Example 7-3. order.dtd

<!ELEMENT customer_name (#PCDATA)>

<!ELEMENT sku (#PCDATA)>

<!ELEMENT qty (#PCDATA)>

<!ELEMENT unit_price (#PCDATA)>

<!ELEMENT product_name (#PCDATA)>

<!ELEMENT order (customer_name, sku,

qty,

unit_price, product_name)>

While the exact syntax of element type declarations is covered in the next section, here it's relevant to explain the general composition of the DTD. In Example 7-3, five XML elements are created, each with a character data content model. A sixth element is created named order, but it takes precisely one of each of the other elements within it as its content model. Any valid document using this DTD must adhere to this structure. You can test the new document and DTD by running the xvcmd.py command, as shown here:

C:\>python c:\python20\xmldoc\demo\xmlproc\xvcmd.py order.xml xmlproc version 0.70

Parsing 'order.xml'

Parse complete, 0 error(s) and 0 warning(s)

The document order.xml is valid. If you arbitrarily change the document, it breaks.

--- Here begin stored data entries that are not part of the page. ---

//! Request validation and state transition logic.
//!
//! All functions are pure: the repository layer loads the current state,
//! asks this module what is allowed, and persists the outcome inside a
//! transaction.

use chrono::NaiveDate;
use serde::Serialize;
use std::fmt;

use crate::workflow::error::WorkflowError;
use crate::workflow::types::RequestStatus;

/// A request being validated for creation (or a pending-state edit).
#[derive(Debug, Clone, Copy)]
pub struct CandidateRequest {
    /// First day off, inclusive.
    pub start_date: NaiveDate,
    /// Last day off, inclusive.
    pub end_date: NaiveDate,
    /// Working-day count computed by the calendar, never user-supplied.
    pub days_requested: u32,
    /// Status the candidate will carry. Historical imports arrive already
    /// `taken`.
    pub status: RequestStatus,
}

/// A field-level validation problem, surfaced to the caller verbatim.
#[derive(Debug, Clone, Copy, PartialEq, Eq, Serialize)]
#[serde(rename_all = "snake_case", tag = "code")]
pub enum ValidationIssue {
    /// `end_date` precedes `start_date`.
    EndBeforeStart,
    /// The range contains no working days.
    NoWorkingDays,
    /// The range overlaps an existing approved-or-taken request.
    OverlapsExisting {
        /// Start of the conflicting request.
        start_date: NaiveDate,
        /// End of the conflicting request.
        end_date: NaiveDate,
    },
}

impl ValidationIssue {
    /// The request field the issue belongs to.
    #[must_use]
    pub const fn field(&self) -> &'static str {
        match self {
            Self::EndBeforeStart => "end_date",
            Self::NoWorkingDays | Self::OverlapsExisting { .. } => "start_date",
        }
    }
}

impl fmt::Display for ValidationIssue {
    fn fmt(&self, f: &mut fmt::Formatter<'_>) -> fmt::Result {
        match self {
            Self::EndBeforeStart => write!(f, "end date must not precede the start date"),
            Self::NoWorkingDays => write!(f, "the requested range contains no working days"),
            Self::OverlapsExisting {
                start_date,
                end_date,
            } => write!(
                f,
                "overlaps an already approved vacation ({start_date} to {end_date})"
            ),
        }
    }
}

/// The action the time-driven sweep should take on one request.
#[derive(Debug, Clone, Copy, PartialEq, Eq)]
pub enum SweepAction {
    /// An approved request whose end date has passed becomes taken.
    MarkTaken,
    /// A taken request whose end date is still ahead reverts to approved
    /// (corrective pass for out-of-order historical edits).
    RevertToApproved,
}

/// Stateless service for request validation and transitions.
pub struct RequestLifecycle;

impl RequestLifecycle {
    /// Inclusive-range overlap test between a candidate `[a_start, a_end]`
    /// and an existing `[b_start, b_end]`: the candidate starts inside the
    /// existing range, ends inside it, or fully contains it.
    #[must_use]
    pub fn ranges_overlap(
        a_start: NaiveDate,
        a_end: NaiveDate,
        b_start: NaiveDate,
        b_end: NaiveDate,
    ) -> bool {
        (b_start <= a_start && b_end >= a_start)
            || (b_start <= a_end && b_end >= a_end)
            || (a_start <= b_start && a_end >= b_end)
    }

    /// Validates a candidate request against its own dates and the
    /// employee's existing approved-or-taken ranges.
    ///
    /// `blocking_ranges` must already be filtered to the same employee's
    /// requests whose status counts as approved, excluding the candidate
    /// itself. A candidate that is already `taken` skips overlap
    /// validation entirely (bulk historical import carve-out).
    ///
    /// # Errors
    ///
    /// Returns every issue found, never just the first.
    pub fn validate(
        candidate: &CandidateRequest,
        blocking_ranges: &[(NaiveDate, NaiveDate)],
    ) -> Result<(), Vec<ValidationIssue>> {
        let mut issues = Vec::new();

        if candidate.end_date < candidate.start_date {
            issues.push(ValidationIssue::EndBeforeStart);
        } else if candidate.days_requested == 0 {
            issues.push(ValidationIssue::NoWorkingDays);
        }

        if candidate.status != RequestStatus::Taken {
            if let Some((start, end)) = blocking_ranges.iter().copied().find(|(start, end)| {
                Self::ranges_overlap(candidate.start_date, candidate.end_date, *start, *end)
            }) {
                issues.push(ValidationIssue::OverlapsExisting {
                    start_date: start,
                    end_date: end,
                });
            }
        }

        if issues.is_empty() { Ok(()) } else { Err(issues) }
    }

    /// Cancellation is permitted only while pending and strictly before the
    /// start date.
    ///
    /// # Errors
    ///
    /// * `WorkflowError::NotPending` - the request has been decided
    /// * `WorkflowError::CannotCancel` - the vacation has already started
    pub fn can_cancel(
        status: RequestStatus,
        start_date: NaiveDate,
        today: NaiveDate,
    ) -> Result<(), WorkflowError> {
        if status != RequestStatus::Pending {
            return Err(WorkflowError::NotPending { status });
        }
        if start_date <= today {
            return Err(WorkflowError::CannotCancel);
        }
        Ok(())
    }

    /// Pending → Approved.
    ///
    /// # Errors
    ///
    /// Returns `WorkflowError::NotPending` for any other current status.
    pub fn approve(current: RequestStatus) -> Result<RequestStatus, WorkflowError> {
        match current {
            RequestStatus::Pending => Ok(RequestStatus::Approved),
            status => Err(WorkflowError::NotPending { status }),
        }
    }

    /// Pending → Rejected.
    ///
    /// # Errors
    ///
    /// Returns `WorkflowError::NotPending` for any other current status.
    pub fn reject(current: RequestStatus) -> Result<RequestStatus, WorkflowError> {
        match current {
            RequestStatus::Pending => Ok(RequestStatus::Rejected),
            status => Err(WorkflowError::NotPending { status }),
        }
    }

    /// Approved → Taken. The only entry into `taken` outside the sweep.
    ///
    /// # Errors
    ///
    /// Returns `WorkflowError::InvalidTransition` for any other status.
    pub fn mark_taken(current: RequestStatus) -> Result<RequestStatus, WorkflowError> {
        match current {
            RequestStatus::Approved => Ok(RequestStatus::Taken),
            from => Err(WorkflowError::InvalidTransition {
                from,
                to: RequestStatus::Taken,
            }),
        }
    }

    /// Classifies one request for the time-driven maintenance sweep.
    ///
    /// The boundaries are deliberately exclusive of `today` in both
    /// directions so the sweep is idempotent: an approved request ending
    /// today stays approved, a taken request ending today stays taken.
    #[must_use]
    pub fn sweep_action(
        status: RequestStatus,
        end_date: NaiveDate,
        today: NaiveDate,
    ) -> Option<SweepAction> {
        match status {
            RequestStatus::Approved if end_date < today => Some(SweepAction::MarkTaken),
            RequestStatus::Taken if end_date > today => Some(SweepAction::RevertToApproved),
            _ => None,
        }
    }
}

#[cfg(test)]
mod tests {
    use super::*;
    use rstest::rstest;

    fn ymd(y: i32, m: u32, d: u32) -> NaiveDate {
        NaiveDate::from_ymd_opt(y, m, d).unwrap()
    }

    fn candidate(start: NaiveDate, end: NaiveDate, days: u32) -> CandidateRequest {
        CandidateRequest {
            start_date: start,
            end_date: end,
            days_requested: days,
            status: RequestStatus::Pending,
        }
    }

    #[test]
    fn test_valid_candidate_passes() {
        let result = RequestLifecycle::validate(
            &candidate(ymd(2024, 9, 9), ymd(2024, 9, 13), 5),
            &[],
        );
        assert!(result.is_ok());
    }

    #[test]
    fn test_reversed_dates_rejected() {
        let result = RequestLifecycle::validate(
            &candidate(ymd(2024, 9, 13), ymd(2024, 9, 9), 0),
            &[],
        );
        assert_eq!(result.unwrap_err(), vec![ValidationIssue::EndBeforeStart]);
    }

    #[test]
    fn test_zero_working_days_rejected() {
        // A weekend-only range computes to zero days.
        let result = RequestLifecycle::validate(
            &candidate(ymd(2024, 9, 14), ymd(2024, 9, 15), 0),
            &[],
        );
        assert_eq!(result.unwrap_err(), vec![ValidationIssue::NoWorkingDays]);
    }

    #[test]
    fn test_overlap_with_existing_rejected() {
        let existing = (ymd(2024, 9, 11), ymd(2024, 9, 20));
        let result = RequestLifecycle::validate(
            &candidate(ymd(2024, 9, 9), ymd(2024, 9, 13), 5),
            &[existing],
        );
        assert_eq!(
            result.unwrap_err(),
            vec![ValidationIssue::OverlapsExisting {
                start_date: existing.0,
                end_date: existing.1,
            }]
        );
    }

    #[test]
    fn test_abutting_range_accepted() {
        // Existing ends Friday, candidate starts the following Monday.
        let existing = (ymd(2024, 9, 2), ymd(2024, 9, 6));
        let result = RequestLifecycle::validate(
            &candidate(ymd(2024, 9, 9), ymd(2024, 9, 13), 5),
            &[existing],
        );
        assert!(result.is_ok());
    }

    #[test]
    fn test_taken_candidate_skips_overlap_check() {
        // Bulk historical import carve-out.
        let existing = (ymd(2024, 9, 9), ymd(2024, 9, 13));
        let mut imported = candidate(ymd(2024, 9, 9), ymd(2024, 9, 13), 5);
        imported.status = RequestStatus::Taken;

        assert!(RequestLifecycle::validate(&imported, &[existing]).is_ok());
    }

    #[rstest]
    // candidate starts inside existing
    #[case(ymd(2024, 5, 10), ymd(2024, 5, 20), ymd(2024, 5, 5), ymd(2024, 5, 12), true)]
    // candidate ends inside existing
    #[case(ymd(2024, 5, 1), ymd(2024, 5, 8), ymd(2024, 5, 5), ymd(2024, 5, 12), true)]
    // candidate contains existing
    #[case(ymd(2024, 5, 1), ymd(2024, 5, 31), ymd(2024, 5, 5), ymd(2024, 5, 12), true)]
    // single shared boundary day still overlaps (inclusive ranges)
    #[case(ymd(2024, 5, 12), ymd(2024, 5, 20), ymd(2024, 5, 5), ymd(2024, 5, 12), true)]
    // disjoint before
    #[case(ymd(2024, 4, 1), ymd(2024, 4, 10), ymd(2024, 5, 5), ymd(2024, 5, 12), false)]
    // abutting, one day apart
    #[case(ymd(2024, 5, 13), ymd(2024, 5, 20), ymd(2024, 5, 5), ymd(2024, 5, 12), false)]
    fn test_overlap_predicate(
        #[case] a_start: NaiveDate,
        #[case] a_end: NaiveDate,
        #[case] b_start: NaiveDate,
        #[case] b_end: NaiveDate,
        #[case] expected: bool,
    ) {
        assert_eq!(
            RequestLifecycle::ranges_overlap(a_start, a_end, b_start, b_end),
            expected
        );
    }

    #[test]
    fn test_cancel_only_pending_and_future() {
        let today = ymd(2024, 9, 10);

        assert!(RequestLifecycle::can_cancel(RequestStatus::Pending, ymd(2024, 9, 11), today).is_ok());
        assert!(matches!(
            RequestLifecycle::can_cancel(RequestStatus::Pending, today, today),
            Err(WorkflowError::CannotCancel)
        ));
        assert!(matches!(
            RequestLifecycle::can_cancel(RequestStatus::Approved, ymd(2024, 9, 11), today),
            Err(WorkflowError::NotPending { .. })
        ));
    }

    #[test]
    fn test_approve_and_reject_require_pending() {
        assert_eq!(
            RequestLifecycle::approve(RequestStatus::Pending).unwrap(),
            RequestStatus::Approved
        );
        assert_eq!(
            RequestLifecycle::reject(RequestStatus::Pending).unwrap(),
            RequestStatus::Rejected
        );

        for decided in [
            RequestStatus::Approved,
            RequestStatus::Rejected,
            RequestStatus::Taken,
        ] {
            assert!(matches!(
                RequestLifecycle::approve(decided),
                Err(WorkflowError::NotPending { .. })
            ));
            assert!(matches!(
                RequestLifecycle::reject(decided),
                Err(WorkflowError::NotPending { .. })
            ));
        }
    }

    #[test]
    fn test_mark_taken_only_from_approved() {
        assert_eq!(
            RequestLifecycle::mark_taken(RequestStatus::Approved).unwrap(),
            RequestStatus::Taken
        );
        for other in [
            RequestStatus::Pending,
            RequestStatus::Rejected,
            RequestStatus::Taken,
        ] {
            assert!(matches!(
                RequestLifecycle::mark_taken(other),
                Err(WorkflowError::InvalidTransition { .. })
            ));
        }
    }

    #[test]
    fn test_sweep_classification() {
        let today = ymd(2024, 9, 10);

        assert_eq!(
            RequestLifecycle::sweep_action(RequestStatus::Approved, ymd(2024, 9, 9), today),
            Some(SweepAction::MarkTaken)
        );
        assert_eq!(
            RequestLifecycle::sweep_action(RequestStatus::Taken, ymd(2024, 9, 11), today),
            Some(SweepAction::RevertToApproved)
        );

        // Boundary day is stable in both directions.
        assert_eq!(
            RequestLifecycle::sweep_action(RequestStatus::Approved, today, today),
            None
        );
        assert_eq!(
            RequestLifecycle::sweep_action(RequestStatus::Taken, today, today),
            None
        );

        // Pending and rejected requests are never swept.
        assert_eq!(
            RequestLifecycle::sweep_action(RequestStatus::Pending, ymd(2024, 9, 1), today),
            None
        );
        assert_eq!(
            RequestLifecycle::sweep_action(RequestStatus::Rejected, ymd(2024, 9, 1), today),
            None
        );
    }
}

Let's modify your order.xml document to look like the one following by deleting the qty and product_name elements. This ensures that the document breaks under the eyes of validation:

<?xml version="1.0"?>

<!DOCTYPE order SYSTEM "order.dtd">

<order>

<customer_name>eDonkey Enterprises</customer_name>

<sku>343-3940938</sku>

<unit_price>39.95</unit_price>

</order>

In this case, the parser complains about the new document structure:

$ python c:\python20\xmldoc\demo\xmlproc\xvcmd.py order.xml xmlproc version 0.70

Parsing 'badorder.xml'

E:badorder.xml:6:14: Element 'unit_price' not allowed here E:badorder.xml:7:9: Element 'order' ended, but not finished

Parse complete, 2 error(s) and 0 warning(s)

Generally, it's a good idea to place the DTD externally. This is a far more flexible way of doing things as it allows multiple document instances to be compared to one single DTD. For example, a DTD is much better when your documents are published on the Internet. You can easily have XML instance documents scattered all over the world, but if their document type declarations point to a URL for a valid DTD, they can still be validated. Using a URL to indicate the DTD allows you to keep a single copy of a DTD online.